The severity of asthma, a disease characterized by airway hyperresponsiveness and inflammation, is enhanced in some women during the menstrual cycle and during pregnancy but relieved in others. These clinical findings suggest that sex steroids modulate airway tone. Based on well-known relaxant effects of estrogens on vascular smooth muscle, we hypothesized that estrogens relax airway smooth muscle (ASM), thus facilitating bronchodilation. In ASM tissues from female patients, Western and immunocytochemical analyses confirmed the presence of both estrogen receptor (ER) isoforms, ERalpha and ERbeta. In fura 2-loaded, dissociated ASM cells maintained in culture, acute exposure to physiological concentrations of 17beta-estradiol (E(2); 100 pM to 10 nM) decreased the intracellular Ca(2+) ([Ca(2+)](i)) response to 1 muM histamine, an effect reversed by the ER antagonist ICI-182,780. The ERalpha-selective agonist (R,R)-THC had a greater reducing effect on [Ca(2+)](i) responses to histamine and 1 muM ACh compared with the ERbeta-selective agonist (DPN).
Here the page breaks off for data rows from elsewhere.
use std::sync::LazyLock;

use chrono::{DateTime, NaiveDate, Utc};
use regex::Regex;

/// Approximate day count for "joined this month".
pub const THIS_MONTH_DAYS: u32 = 15;
/// Approximate day count for "joined this year".
pub const THIS_YEAR_DAYS: u32 = 180;
/// Months are not calendar-aware; each counts as 30 days.
pub const DAYS_PER_MONTH: u32 = 30;

const MONTH_NAMES: [&str; 12] = [
    "january", "february", "march", "april", "may", "june",
    "july", "august", "september", "october", "november", "december",
];

static JOINED_IN_YEAR: LazyLock<Regex> = LazyLock::new(|| {
    Regex::new(r"(?i)joined linkedin in (\d{4})").expect("Invalid joined-year regex")
});

static MONTH_YEAR: LazyLock<Regex> = LazyLock::new(|| {
    Regex::new(
        r"(?i)(january|february|march|april|may|june|july|august|september|october|november|december)\s+(\d{4})",
    )
    .expect("Invalid month-year regex")
});

static JOINED_MONTHS_AGO: LazyLock<Regex> = LazyLock::new(|| {
    Regex::new(r"(?i)joined (\d+)\s*months? ago").expect("Invalid months-ago regex")
});

static JOINED_DAYS_AGO: LazyLock<Regex> = LazyLock::new(|| {
    Regex::new(r"(?i)joined (\d+)\s*days? ago").expect("Invalid days-ago regex")
});

/// Convert free-text "joined" wording into an approximate profile age in days.
///
/// Patterns are tried in a fixed priority order and the first one that
/// matches decides the result:
/// 1. "Joined LinkedIn in 2020" (counted from January 1st)
/// 2. "September 2022" (counted from the 1st of the month)
/// 3. "Joined 2 months ago" (30 days per month)
/// 4. "Joined 5 days ago"
/// 5. "... this month" (15)
/// 6. "... this year" (180)
///
/// Returns `None` when nothing matches, when the join date lies after `now`,
/// or when a relative count overflows.
pub fn parse_profile_age(text: &str, now: DateTime<Utc>) -> Option<u32> {
    if let Some(caps) = JOINED_IN_YEAR.captures(text) {
        let year: i32 = caps[1].parse().ok()?;
        return days_since(NaiveDate::from_ymd_opt(year, 1, 1)?, now);
    }

    if let Some(caps) = MONTH_YEAR.captures(text) {
        let month_name = caps[1].to_lowercase();
        let month = MONTH_NAMES.iter().position(|m| *m == month_name)? as u32 + 1;
        let year: i32 = caps[2].parse().ok()?;
        return days_since(NaiveDate::from_ymd_opt(year, month, 1)?, now);
    }

    if let Some(caps) = JOINED_MONTHS_AGO.captures(text) {
        let months: u32 = caps[1].parse().ok()?;
        return Some(months.saturating_mul(DAYS_PER_MONTH));
    }

    if let Some(caps) = JOINED_DAYS_AGO.captures(text) {
        return caps[1].parse().ok();
    }

    let lower = text.to_lowercase();
    if lower.contains("this month") {
        return Some(THIS_MONTH_DAYS);
    }
    if lower.contains("this year") {
        return Some(THIS_YEAR_DAYS);
    }

    None
}

/// Whole days elapsed between midnight UTC of `start` and `now`.
fn days_since(start: NaiveDate, now: DateTime<Utc>) -> Option<u32> {
    let start = start.and_hms_opt(0, 0, 0)?.and_utc();
    let days = (now - start).num_days();
    if days < 0 {
        return None;
    }
    u32::try_from(days).ok()
}
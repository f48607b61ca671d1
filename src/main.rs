//! Screen a batch of scraped profiles from the command line.
//!
//! Reads a JSON array of raw profile records, screens each one with the
//! configured settings, and prints the results as a JSON array on stdout.

use std::path::PathBuf;

use anyhow::{Context, Result};
use chrono::{DateTime, Utc};
use clap::Parser;
use serde::Serialize;
use tracing::info;

use profile_sentinel::config;
use profile_sentinel::detector::RawProfileText;
use profile_sentinel::{DetectorSettings, ProfileDetector, ScreeningResult};

/// Command-line arguments for profile-sentinel
#[derive(Parser, Debug)]
#[command(name = "profile-sentinel")]
#[command(about = "Classify scraped profile summaries as suspicious, verified, or undetermined")]
#[command(version)]
struct Args {
    /// JSON file holding an array of raw profile records
    profiles: PathBuf,

    /// JSON settings file (sensitivity, test mode, custom patterns, ...)
    #[arg(short, long, env = config::SETTINGS_ENV_VAR)]
    settings: Option<PathBuf>,

    /// Reference time for "joined" dates, RFC 3339; defaults to now
    #[arg(long)]
    now: Option<DateTime<Utc>>,
}

#[derive(Serialize)]
struct ProfileReport<'a> {
    name: &'a str,
    #[serde(flatten)]
    result: ScreeningResult,
    notify: bool,
}

fn main() -> Result<()> {
    profile_sentinel::init_tracing();

    let args = Args::parse();

    let settings = match &args.settings {
        Some(path) => DetectorSettings::load(path)
            .with_context(|| format!("Failed to load settings from {}", path.display()))?,
        None => DetectorSettings::default(),
    };
    let detector = ProfileDetector::new(settings).context("Failed to configure detector")?;

    let json = std::fs::read_to_string(&args.profiles)
        .with_context(|| format!("Failed to read {}", args.profiles.display()))?;
    let profiles: Vec<RawProfileText> =
        serde_json::from_str(&json).context("Profiles file is not a JSON array of profiles")?;

    let now = args.now.unwrap_or_else(Utc::now);
    info!(
        "{} v{} screening {} profiles",
        config::APP_NAME,
        config::APP_VERSION,
        profiles.len()
    );

    let reports: Vec<ProfileReport<'_>> = profiles
        .iter()
        .map(|raw| {
            let result = detector.screen_raw(raw, now);
            ProfileReport {
                name: raw.name.trim(),
                notify: result.should_notify(detector.settings()),
                result,
            }
        })
        .collect();

    println!("{}", serde_json::to_string_pretty(&reports)?);
    Ok(())
}
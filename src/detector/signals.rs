use super::location::locations_match;
use super::patterns::{scan_profile_text, PatternCatalog};
use super::settings::SignalThresholds;
use super::types::{ProfileAttributes, Signal, SignalKind};

/// Keywords in a title or bio that suggest a real professional role.
/// Matched as lowercase substrings.
pub const PROFESSIONAL_KEYWORDS: &[&str] = &[
    "manager", "director", "senior", "lead", "principal", "head of",
    "ceo", "cto", "cfo", "vp", "vice president", "president",
    "engineer", "developer", "architect", "consultant", "specialist",
    "analyst", "coordinator", "supervisor", "executive",
];

/// Evaluate every heuristic over `attrs`, in fixed order, and return the
/// signals that fired.
///
/// Suspicious signals come first (young age, few connections, location
/// mismatch, suspicious text), then verified ones (old age, many connections,
/// location consistency, professional text). Unknown fields contribute nothing.
pub fn aggregate_signals(
    attrs: &ProfileAttributes,
    thresholds: &SignalThresholds,
    catalog: &PatternCatalog,
) -> Vec<Signal> {
    let mut signals = Vec::new();
    let both_locations = !attrs.profile_location.is_empty() && !attrs.company_location.is_empty();
    let locations_agree =
        both_locations && locations_match(&attrs.profile_location, &attrs.company_location);

    if let Some(days) = attrs.profile_age_days.filter(|d| *d < thresholds.young_age_days) {
        signals.push(Signal::new(
            SignalKind::AgeTooYoung,
            format!("Profile created {days} days ago"),
        ));
    }

    if let Some(count) = attrs.connection_count.filter(|c| *c < thresholds.few_connections) {
        signals.push(Signal::new(
            SignalKind::FewConnections,
            format!("Only {count} connections"),
        ));
    }

    if both_locations && !locations_agree {
        signals.push(Signal::new(
            SignalKind::LocationMismatch,
            format!(
                "Location mismatch: Profile ({}) vs Company ({})",
                attrs.profile_location, attrs.company_location
            ),
        ));
    }

    if let Some(finding) =
        scan_profile_text(&attrs.name, &attrs.title, &attrs.description, catalog)
    {
        tracing::trace!(?finding, "Suspicious text heuristic fired");
        signals.push(Signal::new(
            SignalKind::SuspiciousText,
            "Suspicious profile patterns detected",
        ));
    }

    if let Some(days) = attrs.profile_age_days.filter(|d| *d > thresholds.established_age_days) {
        signals.push(Signal::new(
            SignalKind::AgeVeryOld,
            format!("Profile older than 1 year ({days} days)"),
        ));
    }

    if let Some(count) = attrs.connection_count.filter(|c| *c >= thresholds.many_connections) {
        signals.push(Signal::new(
            SignalKind::ManyConnections,
            format!("High connection count ({count} connections)"),
        ));
    }

    if locations_agree {
        signals.push(Signal::new(
            SignalKind::LocationConsistent,
            format!(
                "Location consistency: Profile ({}) matches Company ({})",
                attrs.profile_location, attrs.company_location
            ),
        ));
    }

    if let Some(keyword) = professional_keyword(&attrs.title, &attrs.description) {
        signals.push(Signal::new(
            SignalKind::ProfessionalText,
            format!("Professional indicators ({keyword})"),
        ));
    }

    signals
}

/// First professional keyword found in the title or description.
pub fn professional_keyword(title: &str, description: &str) -> Option<&'static str> {
    let text = format!("{title} {description}").to_lowercase();
    PROFESSIONAL_KEYWORDS
        .iter()
        .copied()
        .find(|keyword| text.contains(keyword))
}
The effects of E(2) on [Ca(2+)](i) were mediated, at least in part, via decreased Ca(2+) influx through l-type channels and store-operated Ca(2+) entry but not via Ca(2+)-activated K(+) channels, receptor-operated entry, or sarcoplasmic reticulum reuptake. Overall, these data support our hypothesis that estrogens relax ASM and suggest a potentially novel therapeutic target in airway hyperresponsiveness.